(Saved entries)
◆ ◆ ◆ ◆ ◆ ◆ ◆

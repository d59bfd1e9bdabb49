use serde::{Deserialize, Serialize};

use crate::numeric;

// ---------------------------------------------------------------------------
// RawAmount — A money field as it arrives from the store
// ---------------------------------------------------------------------------

/// Either a plain number or locale-formatted text such as `"1,234,567"`.
///
/// Never used in arithmetic directly; see [`numeric::normalize_amount`].
#[derive(Debug, Clone, PartialEq, Serialize, Deserialize)]
#[serde(untagged)]
pub enum RawAmount {
    Number(f64),
    Text(String),
}

impl From<f64> for RawAmount {
    fn from(value: f64) -> Self {
        RawAmount::Number(value)
    }
}

impl From<&str> for RawAmount {
    fn from(value: &str) -> Self {
        RawAmount::Text(value.to_string())
    }
}

// ---------------------------------------------------------------------------
// FinancialRecord — One club-season row of `club_financials`
// ---------------------------------------------------------------------------

#[derive(Debug, Clone, PartialEq, Default, Serialize, Deserialize)]
pub struct FinancialRecord {
    pub club_id: i64,
    pub year: i32,
    pub revenue: Option<RawAmount>,
    pub ebitda: Option<RawAmount>,
    pub wages: Option<RawAmount>,

    // -- Revenue breakdown, carried but not derived from --
    #[serde(default)]
    pub matchday_revenue: Option<RawAmount>,
    #[serde(default)]
    pub commercial_revenue: Option<RawAmount>,
    #[serde(default)]
    pub broadcasting_revenue: Option<RawAmount>,

    /// Stored upstream but ignored: YoY is always recomputed.
    #[serde(default)]
    pub revenue_yoy: Option<RawAmount>,
}

impl FinancialRecord {
    /// Record with only the fields the derivation reads.
    pub fn new(club_id: i64, year: i32, revenue: Option<RawAmount>) -> Self {
        Self {
            club_id,
            year,
            revenue,
            ..Default::default()
        }
    }

    /// Revenue for arithmetic: missing or unparseable counts as zero.
    pub fn revenue_value(&self) -> f64 {
        numeric::amount_or_zero(self.revenue.as_ref())
    }

    pub fn ebitda_value(&self) -> f64 {
        numeric::amount_or_zero(self.ebitda.as_ref())
    }

    /// Wages keep their absence.
    pub fn wages_value(&self) -> Option<f64> {
        self.wages.as_ref().and_then(numeric::normalize_amount)
    }
}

◆ ◆ ◆ ◆ ◆ ◆ ◆

What to produce
Filter the entries above and return only the lines holding "FinancialRecord".

Answer to this problem
// FinancialRecord — One club-season row of `club_financials`
pub struct FinancialRecord {
impl FinancialRecord {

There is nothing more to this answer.